:: Material provided

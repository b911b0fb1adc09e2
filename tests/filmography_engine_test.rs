//! Integration tests for filmography rounds, countdown included.
//!
//! Timed tests run on a paused clock so the countdown advances instantly.

use std::sync::{Arc, Mutex};
use std::time::Duration;

use chrono::NaiveDate;
use cinequiz::{
    Candidate, Catalog, EngineError, FilmographyEngine, FilmographyOutcome, FilmographyPhase,
    GameConfig, GuessVerdict, MatchKind, Person, RawCredit, RoundResult,
};

fn credit(id: u64, title: &str, date: (i32, u32, u32)) -> RawCredit {
    RawCredit {
        id,
        title: Some(title.to_string()),
        release_date: NaiveDate::from_ymd_opt(date.0, date.1, date.2),
        genre_ids: vec![80],
        character: Some(format!("Role in {}", title)),
        ..RawCredit::default()
    }
}

fn actor() -> Person {
    Person::new(7, "Jane Doe".into(), 10.0, None)
}

fn catalog() -> Catalog {
    Catalog::new().with_person(
        actor(),
        vec![
            credit(10, "Heat", (1995, 12, 15)),
            credit(11, "Ronin", (1998, 9, 25)),
            credit(12, "Casino", (1995, 11, 22)),
        ],
    )
}

fn engine(time_limit_secs: u32) -> FilmographyEngine {
    FilmographyEngine::new(
        Arc::new(catalog()),
        GameConfig::default().with_time_limit_secs(time_limit_secs),
    )
}

fn results_of(engine: &mut FilmographyEngine) -> Arc<Mutex<Vec<RoundResult>>> {
    let results = Arc::new(Mutex::new(Vec::new()));
    let sink = Arc::clone(&results);
    engine.on_round_complete(move |result| sink.lock().unwrap().push(result.clone()));
    results
}

#[tokio::test(start_paused = true)]
async fn test_countdown_runs_out() {
    let mut engine = engine(3);
    let results = results_of(&mut engine);

    let total = engine.select_subject(actor()).await.unwrap();
    assert_eq!(total, 3);
    assert!(engine.is_counting_down());

    assert_eq!(
        engine.next_tick().await,
        Some(FilmographyOutcome::Ticked { remaining_secs: 2 })
    );
    assert_eq!(
        engine.next_tick().await,
        Some(FilmographyOutcome::Ticked { remaining_secs: 1 })
    );
    assert_eq!(engine.next_tick().await, Some(FilmographyOutcome::TimeUp));

    assert!(engine.state().is_time_up());
    assert!(!engine.is_counting_down());
    assert_eq!(engine.next_tick().await, None);

    let late = Candidate::new(10, "Heat".into(), None, Some(1995));
    assert_eq!(engine.guess(late), GuessVerdict::OutOfTime);
    assert_eq!(engine.state().correct(), 0);

    let results = results.lock().unwrap();
    assert_eq!(results.len(), 1);
    assert!(!*results[0].is_correct());
}

#[tokio::test(start_paused = true)]
async fn test_solving_everything_stops_countdown() {
    let mut engine = engine(60);
    let results = results_of(&mut engine);
    engine.select_subject(actor()).await.unwrap();

    for id in [12, 10] {
        let verdict = engine.guess(Candidate::new(id, String::new(), None, None));
        assert!(matches!(verdict, GuessVerdict::Correct { kind: MatchKind::Exact, .. }));
    }
    assert!(engine.is_counting_down());

    let verdict = engine.guess(Candidate::new(11, "Ronin".into(), None, Some(1998)));
    assert_eq!(
        verdict,
        GuessVerdict::Correct {
            entry_id: 11,
            kind: MatchKind::Exact
        }
    );

    assert!(engine.state().is_all_solved());
    assert!(!engine.is_counting_down());
    assert_eq!(engine.next_tick().await, None);
    assert_eq!(engine.state().phase(), &FilmographyPhase::Running);

    let results = results.lock().unwrap();
    assert_eq!(results.len(), 1);
    assert!(*results[0].is_correct());
    assert_eq!(*results[0].guess_count(), 3);
}

#[tokio::test]
async fn test_title_and_year_fallback() {
    let mut engine = engine(0);
    engine.select_subject(actor()).await.unwrap();
    assert!(!engine.is_counting_down());

    let wrong_year = Candidate::new(0, "heat".into(), None, Some(1996));
    assert_eq!(engine.guess(wrong_year), GuessVerdict::Wrong);

    let no_year = Candidate::new(0, "Heat".into(), None, None);
    assert_eq!(engine.guess(no_year), GuessVerdict::Wrong);

    let close = Candidate::new(0, "HEAT!".into(), None, Some(1995));
    assert_eq!(
        engine.guess(close),
        GuessVerdict::Correct {
            entry_id: 10,
            kind: MatchKind::Fuzzy
        }
    );

    let again = Candidate::new(10, "Heat".into(), None, Some(1995));
    assert_eq!(
        engine.guess(again),
        GuessVerdict::AlreadyGuessed { entry_id: 10 }
    );
    assert_eq!(*engine.state().guess_count(), 3);
    assert_eq!(engine.state().wrong_guesses().len(), 2);
}

#[tokio::test]
async fn test_duplicate_and_future_credits_are_dropped() {
    let person = Person::new(8, "John Roe".into(), 3.0, None);
    let catalog = Catalog::new().with_person(
        person.clone(),
        vec![
            credit(21, "Twin Peaks", (1992, 8, 28)),
            credit(20, "Twin Peaks", (1992, 5, 16)),
            credit(22, "Twin Peaks", (2017, 5, 21)),
            credit(23, "Not Out Yet", (2999, 1, 1)),
            RawCredit {
                id: 24,
                title: Some("Undated".into()),
                ..RawCredit::default()
            },
        ],
    );
    let mut engine = FilmographyEngine::new(Arc::new(catalog), GameConfig::default());

    let total = engine.select_subject(person).await.unwrap();

    assert_eq!(total, 2);
    let ids: Vec<u64> = engine.state().entries().iter().map(|e| *e.id()).collect();
    assert_eq!(ids, [20, 22]);
}

#[tokio::test]
async fn test_hints_unlock_up_to_max_level() {
    let mut engine = engine(0);
    engine.select_subject(actor()).await.unwrap();

    let levels: Vec<u8> = (0..5).map(|_| engine.reveal_hint(11)).collect();

    assert_eq!(levels, [1, 2, 3, 4, 4]);
    assert_eq!(engine.reveal_hint(999), 0);
    assert_eq!(engine.state().hint_level(10), 0);
}

#[tokio::test(start_paused = true)]
async fn test_reset_cancels_countdown() {
    let mut engine = engine(30);
    engine.select_subject(actor()).await.unwrap();
    assert!(engine.is_counting_down());

    engine.reset();

    assert!(!engine.is_counting_down());
    assert_eq!(engine.state().phase(), &FilmographyPhase::Idle);
    assert_eq!(engine.next_tick().await, None);
    assert_eq!(
        engine.guess(Candidate::new(10, "Heat".into(), None, Some(1995))),
        GuessVerdict::NotRunning
    );
}

#[tokio::test(start_paused = true)]
async fn test_new_subject_discards_old_ticks() {
    let mut engine = engine(5);
    engine.select_subject(actor()).await.unwrap();

    tokio::time::advance(Duration::from_millis(2500)).await;
    for _ in 0..4 {
        tokio::task::yield_now().await;
    }

    engine.select_subject(actor()).await.unwrap();
    assert_eq!(engine.state().remaining_secs(), &Some(5));

    assert_eq!(
        engine.next_tick().await,
        Some(FilmographyOutcome::Ticked { remaining_secs: 4 })
    );
}

#[tokio::test]
async fn test_unknown_actor_fails_load() {
    let mut engine = engine(60);
    let stranger = Person::new(404, "Nobody".into(), 0.0, None);

    let err = engine.select_subject(stranger).await.unwrap_err();

    assert!(matches!(err, EngineError::Fetch(_)));
    assert_eq!(engine.state().phase(), &FilmographyPhase::Failed);
    assert!(engine.state().error().is_some());
    assert!(!engine.is_counting_down());
}

#[tokio::test]
async fn test_actor_without_eligible_films() {
    let person = Person::new(9, "Newcomer".into(), 1.0, None);
    let catalog =
        Catalog::new().with_person(person.clone(), vec![credit(30, "Debut", (2999, 6, 1))]);
    let mut engine = FilmographyEngine::new(Arc::new(catalog), GameConfig::default());

    let err = engine.select_subject(person).await.unwrap_err();

    assert!(matches!(err, EngineError::EmptyFilmography { actor: 9 }));
    assert_eq!(engine.state().phase(), &FilmographyPhase::Failed);
    assert!(!engine.is_counting_down());
}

::::

In the entries above, work out how many lines contain the string "stranger", and give only that number.

2